Reducing the risk of failure

Siemens maintains that this process reduces the commissioning time and the risk of malfunctions at site to a minimum. The company is investing in this technology, and in a new control and protection system called Win-TDC, because it believes that within the next twenty years demand for power worldwide will rise by more than seventy percent, implying enormous investment in power generation and transmission. It also sees a tendency towards a global energy market, which will result in a correspondingly increased need for both national and international grid interconnections. And, especially in China and India, centres of generation and consumption are frequently very far apart. China in particular is a rapidly growing market for power transmission projects and will be the world´s largest single market for HVDC transmission for the next 20 to 30 years.

Testing was completed in mid-August, after which all control and protection cabinets were dismantled and shipped to China to be reassembled exactly as in Germany. If all goes to plan, the first pole will be commissioned by June and the second pole by December 2004.

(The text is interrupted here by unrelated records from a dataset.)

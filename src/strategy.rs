//! Volume-power strategy over the ticker stream
//!
//! One worker per symbol: strong buy pressure opens a position at the best
//! ask, fading pressure exits at the best bid. Decisions are only recorded,
//! never sent anywhere.

use std::sync::Arc;

use async_trait::async_trait;
use chrono::{DateTime, Utc};
use parking_lot::Mutex;
use rust_decimal::Decimal;
use serde::Serialize;
use tracing::debug;

use crate::codec::{StreamRecord, TickerRecord};
use crate::feed::Subscriber;
use crate::journal::DecisionSink;
use crate::snapshot::SnapshotFetcher;

/// Trade direction of a decision
#[derive(Debug, Clone, Copy, PartialEq, Eq, Serialize)]
#[serde(rename_all = "UPPERCASE")]
pub enum Side {
    Buy,
    Sell,
}

/// One buy or sell call produced by a worker.
///
/// Buy rows carry zero `buy_price` and `return_rate`; sell rows carry the
/// entry price and the realized return in percent.
#[derive(Debug, Clone, PartialEq, Serialize)]
pub struct Decision {
    pub timestamp: DateTime<Utc>,
    pub symbol: String,
    pub side: Side,
    pub price: Decimal,
    pub buy_price: Decimal,
    pub return_rate: Decimal,
    pub details: String,
}

#[derive(Default)]
struct Position {
    holding: bool,
    buy_price: Decimal,
}

/// Per-symbol decision maker driven by the ticker volume power.
///
/// Values inside the neutral band do nothing. Above the buy threshold the
/// worker fetches the book and buys at the lowest ask, at most once until it
/// sells again; below the sell threshold it sells at the highest bid, only
/// while holding.
pub struct VolumePowerWorker {
    symbol: String,
    buy_threshold: Decimal,
    sell_threshold: Decimal,
    fetcher: Arc<dyn SnapshotFetcher>,
    sink: Arc<dyn DecisionSink>,
    position: Mutex<Position>,
}

impl VolumePowerWorker {
    pub fn new(
        symbol: impl Into<String>,
        fetcher: Arc<dyn SnapshotFetcher>,
        sink: Arc<dyn DecisionSink>,
        buy_threshold: Decimal,
        sell_threshold: Decimal,
    ) -> Self {
        Self {
            symbol: symbol.into(),
            buy_threshold,
            sell_threshold,
            fetcher,
            sink,
            position: Mutex::new(Position::default()),
        }
    }

    pub fn symbol(&self) -> &str {
        &self.symbol
    }

    pub async fn on_ticker(&self, ticker: &TickerRecord) -> anyhow::Result<()> {
        let power = ticker.volume_power;

        if power > self.buy_threshold {
            let book = self.fetcher.fetch(&self.symbol).await?;
            let Some(ask) = book.best_ask() else {
                debug!(symbol = %self.symbol, "No asks in snapshot");
                return Ok(());
            };
            if let Some(decision) = self.enter(ask, power) {
                self.sink.log(decision);
            }
        } else if power < self.sell_threshold {
            let book = self.fetcher.fetch(&self.symbol).await?;
            let Some(bid) = book.best_bid() else {
                debug!(symbol = %self.symbol, "No bids in snapshot");
                return Ok(());
            };
            if let Some(decision) = self.exit(bid, power) {
                self.sink.log(decision);
            }
        }

        Ok(())
    }

    /// Open a position unless one is already held
    fn enter(&self, price: Decimal, power: Decimal) -> Option<Decision> {
        let mut position = self.position.lock();
        if position.holding {
            debug!(symbol = %self.symbol, "Already holding, skipping buy");
            return None;
        }
        position.holding = true;
        position.buy_price = price;

        Some(Decision {
            timestamp: Utc::now(),
            symbol: self.symbol.clone(),
            side: Side::Buy,
            price,
            buy_price: Decimal::ZERO,
            return_rate: Decimal::ZERO,
            details: format!("volume power {power}"),
        })
    }

    /// Close the held position, if any
    fn exit(&self, price: Decimal, power: Decimal) -> Option<Decision> {
        let mut position = self.position.lock();
        if !position.holding {
            return None;
        }
        position.holding = false;
        let buy_price = position.buy_price;
        position.buy_price = Decimal::ZERO;

        let return_rate = if buy_price.is_zero() {
            Decimal::ZERO
        } else {
            (price / buy_price - Decimal::ONE) * Decimal::ONE_HUNDRED
        };

        Some(Decision {
            timestamp: Utc::now(),
            symbol: self.symbol.clone(),
            side: Side::Sell,
            price,
            buy_price,
            return_rate,
            details: format!("volume power {power}"),
        })
    }
}

/// Routes ticker records to the workers registered for their symbol
#[derive(Default)]
pub struct WorkerManager {
    workers: Vec<VolumePowerWorker>,
}

impl WorkerManager {
    pub fn new() -> Self {
        Self::default()
    }

    pub fn add_worker(&mut self, worker: VolumePowerWorker) {
        self.workers.push(worker);
    }

    pub fn len(&self) -> usize {
        self.workers.len()
    }

    pub fn is_empty(&self) -> bool {
        self.workers.is_empty()
    }
}

#[async_trait]
impl Subscriber for WorkerManager {
    async fn on_record(&self, record: &StreamRecord) -> anyhow::Result<()> {
        let Some(ticker) = record.as_ticker() else {
            return Ok(());
        };
        for worker in &self.workers {
            if worker.symbol() == ticker.symbol {
                worker.on_ticker(ticker).await?;
            }
        }
        Ok(())
    }

    fn name(&self) -> &str {
        "volume-power-workers"
    }
}

#[cfg(test)]
mod tests {
    use super::*;
    use crate::snapshot::{MockSnapshotFetcher, OrderBookSnapshot, PriceQuantity};
    use rust_decimal_macros::dec;

    #[derive(Default)]
    struct RecordingSink {
        decisions: Mutex<Vec<Decision>>,
    }

    impl DecisionSink for RecordingSink {
        fn log(&self, decision: Decision) {
            self.decisions.lock().push(decision);
        }
    }

    fn book(bid: Decimal, ask: Decimal) -> OrderBookSnapshot {
        OrderBookSnapshot {
            timestamp: 1704465125123,
            order_currency: "BTC".to_string(),
            payment_currency: "KRW".to_string(),
            bids: vec![
                PriceQuantity { quantity: dec!(0.5), price: bid },
                PriceQuantity { quantity: dec!(1.0), price: bid - dec!(1000) },
            ],
            asks: vec![
                PriceQuantity { quantity: dec!(0.2), price: ask + dec!(1000) },
                PriceQuantity { quantity: dec!(0.7), price: ask },
            ],
        }
    }

    fn ticker(symbol: &str, power: Decimal) -> TickerRecord {
        let raw = format!(
            r#"{{
                "tickType": "1H",
                "date": "20240105",
                "time": "143205",
                "openPrice": "500",
                "closePrice": "520",
                "lowPrice": "495",
                "highPrice": "525",
                "value": "120000000",
                "volume": "3500",
                "sellVolume": "1500",
                "buyVolume": "2000",
                "prevClosePrice": "498",
                "chgRate": "4.4",
                "chgAmt": "22",
                "volumePower": "{power}",
                "symbol": "{symbol}"
            }}"#
        );
        serde_json::from_str(&raw).unwrap()
    }

    fn worker(
        fetcher: MockSnapshotFetcher,
        sink: Arc<RecordingSink>,
    ) -> VolumePowerWorker {
        VolumePowerWorker::new(
            "BTC_KRW",
            Arc::new(fetcher),
            sink,
            dec!(110),
            dec!(90),
        )
    }

    #[tokio::test]
    async fn test_neutral_band_does_nothing() {
        let mut fetcher = MockSnapshotFetcher::new();
        fetcher.expect_fetch().times(0);
        let sink = Arc::new(RecordingSink::default());
        let worker = worker(fetcher, sink.clone());

        for power in [dec!(91), dec!(100), dec!(109.99)] {
            worker.on_ticker(&ticker("BTC_KRW", power)).await.unwrap();
        }
        assert!(sink.decisions.lock().is_empty());
    }

    #[tokio::test]
    async fn test_strong_power_buys_best_ask_once() {
        let mut fetcher = MockSnapshotFetcher::new();
        fetcher
            .expect_fetch()
            .times(2)
            .withf(|symbol| symbol == "BTC_KRW")
            .returning(|_| Ok(book(dec!(50990000), dec!(51000000))));
        let sink = Arc::new(RecordingSink::default());
        let worker = worker(fetcher, sink.clone());

        worker.on_ticker(&ticker("BTC_KRW", dec!(115))).await.unwrap();
        // still holding, a second strong tick must not buy again
        worker.on_ticker(&ticker("BTC_KRW", dec!(130))).await.unwrap();

        let decisions = sink.decisions.lock();
        assert_eq!(decisions.len(), 1);
        assert_eq!(decisions[0].side, Side::Buy);
        assert_eq!(decisions[0].price, dec!(51000000));
        assert_eq!(decisions[0].buy_price, Decimal::ZERO);
        assert_eq!(decisions[0].return_rate, Decimal::ZERO);
    }

    #[tokio::test]
    async fn test_sell_realizes_return() {
        let mut fetcher = MockSnapshotFetcher::new();
        fetcher
            .expect_fetch()
            .times(2)
            .returning(|_| Ok(book(dec!(110), dec!(100))));
        let sink = Arc::new(RecordingSink::default());
        let worker = worker(fetcher, sink.clone());

        worker.on_ticker(&ticker("BTC_KRW", dec!(120))).await.unwrap();
        worker.on_ticker(&ticker("BTC_KRW", dec!(80))).await.unwrap();

        let decisions = sink.decisions.lock();
        assert_eq!(decisions.len(), 2);
        assert_eq!(decisions[1].side, Side::Sell);
        assert_eq!(decisions[1].price, dec!(110));
        assert_eq!(decisions[1].buy_price, dec!(100));
        assert_eq!(decisions[1].return_rate, dec!(10));
    }

    #[tokio::test]
    async fn test_weak_power_without_position_sells_nothing() {
        let mut fetcher = MockSnapshotFetcher::new();
        fetcher
            .expect_fetch()
            .times(1)
            .returning(|_| Ok(book(dec!(110), dec!(100))));
        let sink = Arc::new(RecordingSink::default());
        let worker = worker(fetcher, sink.clone());

        worker.on_ticker(&ticker("BTC_KRW", dec!(70))).await.unwrap();
        assert!(sink.decisions.lock().is_empty());
    }

    #[tokio::test]
    async fn test_manager_routes_by_symbol() {
        let mut btc_fetcher = MockSnapshotFetcher::new();
        btc_fetcher
            .expect_fetch()
            .times(1)
            .returning(|_| Ok(book(dec!(50990000), dec!(51000000))));
        let mut eth_fetcher = MockSnapshotFetcher::new();
        eth_fetcher.expect_fetch().times(0);

        let sink = Arc::new(RecordingSink::default());
        let mut manager = WorkerManager::new();
        manager.add_worker(VolumePowerWorker::new(
            "BTC_KRW",
            Arc::new(btc_fetcher),
            sink.clone(),
            dec!(110),
            dec!(90),
        ));
        manager.add_worker(VolumePowerWorker::new(
            "ETH_KRW",
            Arc::new(eth_fetcher),
            sink.clone(),
            dec!(110),
            dec!(90),
        ));

        let record = StreamRecord::Ticker(ticker("BTC_KRW", dec!(115)));
        manager.on_record(&record).await.unwrap();

        let decisions = sink.decisions.lock();
        assert_eq!(decisions.len(), 1);
        assert_eq!(decisions[0].symbol, "BTC_KRW");
    }
}
impl StreamRecord {
    pub fn channel(&self) -> ChannelKind {
        match self {
            StreamRecord::Ticker(_) => ChannelKind::Ticker,
            StreamRecord::Transaction(_) => ChannelKind::Transaction,
            StreamRecord::OrderBookDepth(_) => ChannelKind::OrderBookDepth,
        }
    }

    /// Distinct symbols this record touches, in order of appearance.
    pub fn symbols(&self) -> Vec<&str> {
        match self {
            StreamRecord::Ticker(ticker) => vec![ticker.symbol.as_str()],
            StreamRecord::Transaction(tx) => {
                let mut symbols = Vec::new();
                for item in &tx.items {
                    if !symbols.contains(&item.symbol.as_str()) {
                        symbols.push(item.symbol.as_str());
                    }
                }
                symbols
            }
            StreamRecord::OrderBookDepth(depth) => {
                let mut symbols = Vec::new();
                for entry in &depth.entries {
                    if !symbols.contains(&entry.symbol.as_str()) {
                        symbols.push(entry.symbol.as_str());
                    }
                }
                symbols
            }
        }
    }

    pub fn as_ticker(&self) -> Option<&TickerRecord> {
        match self {
            StreamRecord::Ticker(ticker) => Some(ticker),
            _ => None,
        }
    }
}

/// Data frame envelope
#[derive(Debug, Deserialize)]
struct Envelope {
    /// Channel tag
    #[serde(rename = "type")]
    kind: String,

    /// Channel-specific payload
    content: serde_json::Value,
}

/// Wire form of the subscribe request
#[derive(Debug, Serialize)]
struct SubscribeFrame<'a> {
    #[serde(rename = "type")]
    kind: &'static str,
    symbols: &'a [String],
    #[serde(rename = "tickTypes")]
    tick_types: Vec<&'static str>,
}

/// Decode a raw data frame into a typed record.
///
/// Dispatch is on the envelope `type` tag. An unrecognized tag yields
/// [`DecodeError::UnknownType`]; a recognized tag with a bad payload yields
/// [`DecodeError::MalformedPayload`] naming the offending field.
pub fn decode(raw: &str) -> Result<StreamRecord, DecodeError> {
    let envelope: Envelope = serde_json::from_str(raw)
        .map_err(|e| DecodeError::MalformedPayload(format!("envelope: {e}")))?;

    let channel = envelope
        .kind
        .parse::<ChannelKind>()
        .map_err(|_| DecodeError::UnknownType(envelope.kind.clone()))?;

    match channel {
        ChannelKind::Ticker => serde_json::from_value(envelope.content)
            .map(StreamRecord::Ticker)
            .map_err(|e| DecodeError::MalformedPayload(format!("ticker content: {e}"))),
        ChannelKind::Transaction => serde_json::from_value(envelope.content)
            .map(StreamRecord::Transaction)
            .map_err(|e| {
                DecodeError::MalformedPayload(format!("transaction content: {e}"))
            }),
        ChannelKind::OrderBookDepth => serde_json::from_value(envelope.content)
            .map(StreamRecord::OrderBookDepth)
            .map_err(|e| {
                DecodeError::MalformedPayload(format!("orderbookdepth content: {e}"))
            }),
    }
}

/// Decode a handshake acknowledgement frame.
pub fn decode_ack(raw: &str) -> Result<AckFrame, DecodeError> {
    serde_json::from_str(raw)
        .map_err(|e| DecodeError::MalformedPayload(format!("acknowledgement: {e}")))
}

/// Serialize the subscribe frame for a descriptor.
///
/// Field order is fixed by the struct, so equal descriptors always produce
/// byte-identical payloads.
pub fn encode_subscribe(
    descriptor: &SubscriptionDescriptor,
) -> Result<String, serde_json::Error> {
    let frame = SubscribeFrame {
        kind: descriptor.channel().as_wire(),
        symbols: descriptor.symbols(),
        tick_types: descriptor
            .intervals()
            .iter()
            .map(TickInterval::as_wire)
            .collect(),
    };
    serde_json::to_string(&frame)
}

The engineers who designed and developed the control and protection software for this HVDC project also carried out function testing and system commissioning at the customer's sites.

The test rig

50 electronics cubicles were installed for the control and protection gear at the Erlangen centre. The entire system, consisting of operator interface with around 20 workstations, communications, and alarm and diagnostics system, was put through its paces. State-of-the-art real-time simulators built up using fast parallel computers digitally simulated the process of HVDC current transmission throughout testing, together with the required power electronics for conversion and the filters, switchgear, transformers, lines and networks.

Protection system

A good HVDC protection system has to be fast, reacting typically in a time range from 2 ms to about 10 ms, it has to be reliable, and of a failsafe design ­ in other words, avoid false trips. In the event (for example) of a normal AC or DC fault, a trip should not occur. Only if the equipment is in a really dangerous situation must tripping take place. So spurious trips resulting from wrong settings or from over-sensitive protection equipment must be avoided. (See example, right).

The protection system must also discriminate among faults that require, for instance, routing through AC filters. And it should possess a high dgree of redundancy. All these parameters and settings have to be verified precisely, not just under normal conditions but also during transients.

Once all systems had been checked individually, the control and protection systems and the two HVDC controls were assembled and tested. When both control centres were functioning correctly, the actual transmission process was simulated by modelling a range of operating conditions; dynamic processes such as power system faults were also analysed.

The purpose of the exercise was to demonstrate that the system was stable and above all reliable, functioning without interruptions even if redundant systems went down. The series of tests and simulations was also used as a training opportunity for the commissioning engineers and the operator's technicians.